_WORK REQUIRED_.
Return the records, each one exactly as written.

_RECORDS SUPPLIED_.
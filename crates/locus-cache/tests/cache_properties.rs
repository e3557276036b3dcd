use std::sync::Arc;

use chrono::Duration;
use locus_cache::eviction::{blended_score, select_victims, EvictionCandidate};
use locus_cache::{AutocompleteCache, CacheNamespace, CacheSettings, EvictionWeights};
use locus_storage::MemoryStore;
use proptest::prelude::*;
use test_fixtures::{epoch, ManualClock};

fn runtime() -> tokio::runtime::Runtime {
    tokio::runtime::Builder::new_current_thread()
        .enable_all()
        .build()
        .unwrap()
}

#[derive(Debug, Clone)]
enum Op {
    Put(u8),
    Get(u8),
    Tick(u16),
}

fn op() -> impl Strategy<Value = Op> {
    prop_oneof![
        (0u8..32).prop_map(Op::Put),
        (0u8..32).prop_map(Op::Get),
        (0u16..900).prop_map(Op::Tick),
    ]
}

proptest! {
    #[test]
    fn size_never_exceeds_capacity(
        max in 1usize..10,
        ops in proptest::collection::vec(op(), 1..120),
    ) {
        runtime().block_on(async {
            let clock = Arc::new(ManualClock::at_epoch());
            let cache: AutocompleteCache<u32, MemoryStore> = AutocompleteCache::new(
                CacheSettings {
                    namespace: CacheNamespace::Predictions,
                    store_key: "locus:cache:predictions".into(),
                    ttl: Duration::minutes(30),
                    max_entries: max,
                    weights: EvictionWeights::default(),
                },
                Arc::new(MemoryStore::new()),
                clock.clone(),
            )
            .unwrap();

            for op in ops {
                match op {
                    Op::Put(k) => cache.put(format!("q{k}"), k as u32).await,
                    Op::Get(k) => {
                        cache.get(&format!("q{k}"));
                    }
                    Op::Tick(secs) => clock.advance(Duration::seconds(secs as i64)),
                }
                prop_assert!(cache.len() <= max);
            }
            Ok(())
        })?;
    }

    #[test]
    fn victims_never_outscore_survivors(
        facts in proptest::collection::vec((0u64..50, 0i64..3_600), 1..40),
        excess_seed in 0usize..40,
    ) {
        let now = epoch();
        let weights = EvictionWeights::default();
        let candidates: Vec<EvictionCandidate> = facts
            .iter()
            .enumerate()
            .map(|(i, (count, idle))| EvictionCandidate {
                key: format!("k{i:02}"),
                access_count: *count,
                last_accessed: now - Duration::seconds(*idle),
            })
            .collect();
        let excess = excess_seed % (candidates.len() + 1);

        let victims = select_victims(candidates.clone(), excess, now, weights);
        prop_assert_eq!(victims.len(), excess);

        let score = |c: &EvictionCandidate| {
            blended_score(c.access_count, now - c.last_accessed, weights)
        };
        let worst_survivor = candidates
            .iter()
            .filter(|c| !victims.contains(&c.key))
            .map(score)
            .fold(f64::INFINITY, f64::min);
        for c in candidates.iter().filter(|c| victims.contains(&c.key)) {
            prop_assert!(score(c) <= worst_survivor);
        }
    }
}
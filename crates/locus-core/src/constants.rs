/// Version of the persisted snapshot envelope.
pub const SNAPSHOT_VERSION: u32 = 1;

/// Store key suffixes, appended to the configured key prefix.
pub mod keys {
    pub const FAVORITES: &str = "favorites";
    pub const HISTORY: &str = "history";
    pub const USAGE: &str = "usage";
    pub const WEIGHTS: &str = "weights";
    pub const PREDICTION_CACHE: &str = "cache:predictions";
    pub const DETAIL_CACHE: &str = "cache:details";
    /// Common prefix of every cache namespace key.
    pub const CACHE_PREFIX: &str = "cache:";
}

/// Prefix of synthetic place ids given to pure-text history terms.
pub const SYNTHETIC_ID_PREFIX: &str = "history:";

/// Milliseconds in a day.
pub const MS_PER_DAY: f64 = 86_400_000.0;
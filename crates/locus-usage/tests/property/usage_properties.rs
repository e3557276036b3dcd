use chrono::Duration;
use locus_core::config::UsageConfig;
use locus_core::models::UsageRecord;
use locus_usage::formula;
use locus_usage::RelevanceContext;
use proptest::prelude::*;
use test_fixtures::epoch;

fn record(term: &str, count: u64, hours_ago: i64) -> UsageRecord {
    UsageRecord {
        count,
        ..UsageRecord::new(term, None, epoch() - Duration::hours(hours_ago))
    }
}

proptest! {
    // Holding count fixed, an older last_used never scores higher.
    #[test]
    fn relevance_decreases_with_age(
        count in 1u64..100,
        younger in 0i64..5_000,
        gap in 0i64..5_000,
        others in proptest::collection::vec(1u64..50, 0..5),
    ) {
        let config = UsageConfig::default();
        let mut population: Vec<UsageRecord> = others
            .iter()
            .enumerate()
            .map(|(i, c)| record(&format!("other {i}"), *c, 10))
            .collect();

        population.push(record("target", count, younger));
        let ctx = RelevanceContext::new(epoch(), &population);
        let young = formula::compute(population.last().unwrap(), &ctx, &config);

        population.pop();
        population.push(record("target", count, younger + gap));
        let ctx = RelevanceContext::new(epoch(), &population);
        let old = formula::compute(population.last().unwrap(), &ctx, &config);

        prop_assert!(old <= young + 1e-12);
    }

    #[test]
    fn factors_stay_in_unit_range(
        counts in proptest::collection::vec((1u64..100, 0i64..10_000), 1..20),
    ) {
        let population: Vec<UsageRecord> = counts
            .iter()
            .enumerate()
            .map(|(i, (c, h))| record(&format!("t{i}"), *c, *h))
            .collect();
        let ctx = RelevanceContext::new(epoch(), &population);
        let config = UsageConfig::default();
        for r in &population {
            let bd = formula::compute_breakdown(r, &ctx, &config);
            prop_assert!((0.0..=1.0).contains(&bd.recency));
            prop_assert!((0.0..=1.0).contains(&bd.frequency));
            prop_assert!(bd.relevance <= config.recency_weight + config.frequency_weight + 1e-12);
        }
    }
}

_TASK SOLUTION_.
filename crates/locus-cache/tests/cache_properties.rs
repository e3557276036b3dcd
use std::sync::Arc;

use chrono::Duration;
use locus_cache::eviction::{blended_score, select_victims, EvictionCandidate};
use locus_cache::{AutocompleteCache, CacheNamespace, CacheSettings, EvictionWeights};
use locus_storage::MemoryStore;
use proptest::prelude::*;
use test_fixtures::{epoch, ManualClock};

fn runtime() -> tokio::runtime::Runtime {
    tokio::runtime::Builder::new_current_thread()
        .enable_all()
        .build()
        .unwrap()
}

#[derive(Debug, Clone)]
enum Op {
    Put(u8),
    Get(u8),
    Tick(u16),
}

fn op() -> impl Strategy<Value = Op> {
    prop_oneof![
        (0u8..32).prop_map(Op::Put),
        (0u8..32).prop_map(Op::Get),
        (0u16..900).prop_map(Op::Tick),
    ]
}

proptest! {
    #[test]
    fn size_never_exceeds_capacity(
        max in 1usize..10,
        ops in proptest::collection::vec(op(), 1..120),
    ) {
        runtime().block_on(async {
            let clock = Arc::new(ManualClock::at_epoch());
            let cache: AutocompleteCache<u32, MemoryStore> = AutocompleteCache::new(
                CacheSettings {
                    namespace: CacheNamespace::Predictions,
                    store_key: "locus:cache:predictions".into(),
                    ttl: Duration::minutes(30),
                    max_entries: max,
                    weights: EvictionWeights::default(),
                },
                Arc::new(MemoryStore::new()),
                clock.clone(),
            )
            .unwrap();

            for op in ops {
                match op {
                    Op::Put(k) => cache.put(format!("q{k}"), k as u32).await,
                    Op::Get(k) => {
                        cache.get(&format!("q{k}"));
                    }
                    Op::Tick(secs) => clock.advance(Duration::seconds(secs as i64)),
                }
                prop_assert!(cache.len() <= max);
            }
            Ok(())
        })?;
    }

    #[test]
    fn victims_never_outscore_survivors(
        facts in proptest::collection::vec((0u64..50, 0i64..3_600), 1..40),
        excess_seed in 0usize..40,
    ) {
        let now = epoch();
        let weights = EvictionWeights::default();
        let candidates: Vec<EvictionCandidate> = facts
            .iter()
            .enumerate()
            .map(|(i, (count, idle))| EvictionCandidate {
                key: format!("k{i:02}"),
                access_count: *count,
                last_accessed: now - Duration::seconds(*idle),
            })
            .collect();
        let excess = excess_seed % (candidates.len() + 1);

        let victims = select_victims(candidates.clone(), excess, now, weights);
        prop_assert_eq!(victims.len(), excess);

        let score = |c: &EvictionCandidate| {
            blended_score(c.access_count, now - c.last_accessed, weights)
        };
        let worst_survivor = candidates
            .iter()
            .filter(|c| !victims.contains(&c.key))
            .map(score)
            .fold(f64::INFINITY, f64::min);
        for c in candidates.iter().filter(|c| victims.contains(&c.key)) {
            prop_assert!(score(c) <= worst_survivor);
        }
    }
}
filename crates/locus-core/src/constants.rs
/// Version of the persisted snapshot envelope.
pub const SNAPSHOT_VERSION: u32 = 1;

/// Store key suffixes, appended to the configured key prefix.
pub mod keys {
    pub const FAVORITES: &str = "favorites";
    pub const HISTORY: &str = "history";
    pub const USAGE: &str = "usage";
    pub const WEIGHTS: &str = "weights";
    pub const PREDICTION_CACHE: &str = "cache:predictions";
    pub const DETAIL_CACHE: &str = "cache:details";
    /// Common prefix of every cache namespace key.
    pub const CACHE_PREFIX: &str = "cache:";
}

/// Prefix of synthetic place ids given to pure-text history terms.
pub const SYNTHETIC_ID_PREFIX: &str = "history:";

/// Milliseconds in a day.
pub const MS_PER_DAY: f64 = 86_400_000.0;
filename crates/locus-usage/tests/property/usage_properties.rs
repository e3557276036b3dcd
use chrono::Duration;
use locus_core::config::UsageConfig;
use locus_core::models::UsageRecord;
use locus_usage::formula;
use locus_usage::RelevanceContext;
use proptest::prelude::*;
use test_fixtures::epoch;

fn record(term: &str, count: u64, hours_ago: i64) -> UsageRecord {
    UsageRecord {
        count,
        ..UsageRecord::new(term, None, epoch() - Duration::hours(hours_ago))
    }
}

proptest! {
    // Holding count fixed, an older last_used never scores higher.
    #[test]
    fn relevance_decreases_with_age(
        count in 1u64..100,
        younger in 0i64..5_000,
        gap in 0i64..5_000,
        others in proptest::collection::vec(1u64..50, 0..5),
    ) {
        let config = UsageConfig::default();
        let mut population: Vec<UsageRecord> = others
            .iter()
            .enumerate()
            .map(|(i, c)| record(&format!("other {i}"), *c, 10))
            .collect();

        population.push(record("target", count, younger));
        let ctx = RelevanceContext::new(epoch(), &population);
        let young = formula::compute(population.last().unwrap(), &ctx, &config);

        population.pop();
        population.push(record("target", count, younger + gap));
        let ctx = RelevanceContext::new(epoch(), &population);
        let old = formula::compute(population.last().unwrap(), &ctx, &config);

        prop_assert!(old <= young + 1e-12);
    }

    #[test]
    fn factors_stay_in_unit_range(
        counts in proptest::collection::vec((1u64..100, 0i64..10_000), 1..20),
    ) {
        let population: Vec<UsageRecord> = counts
            .iter()
            .enumerate()
            .map(|(i, (c, h))| record(&format!("t{i}"), *c, *h))
            .collect();
        let ctx = RelevanceContext::new(epoch(), &population);
        let config = UsageConfig::default();
        for r in &population {
            let bd = formula::compute_breakdown(r, &ctx, &config);
            prop_assert!((0.0..=1.0).contains(&bd.recency));
            prop_assert!((0.0..=1.0).contains(&bd.frequency));
            prop_assert!(bd.relevance <= config.recency_weight + config.frequency_weight + 1e-12);
        }
    }
}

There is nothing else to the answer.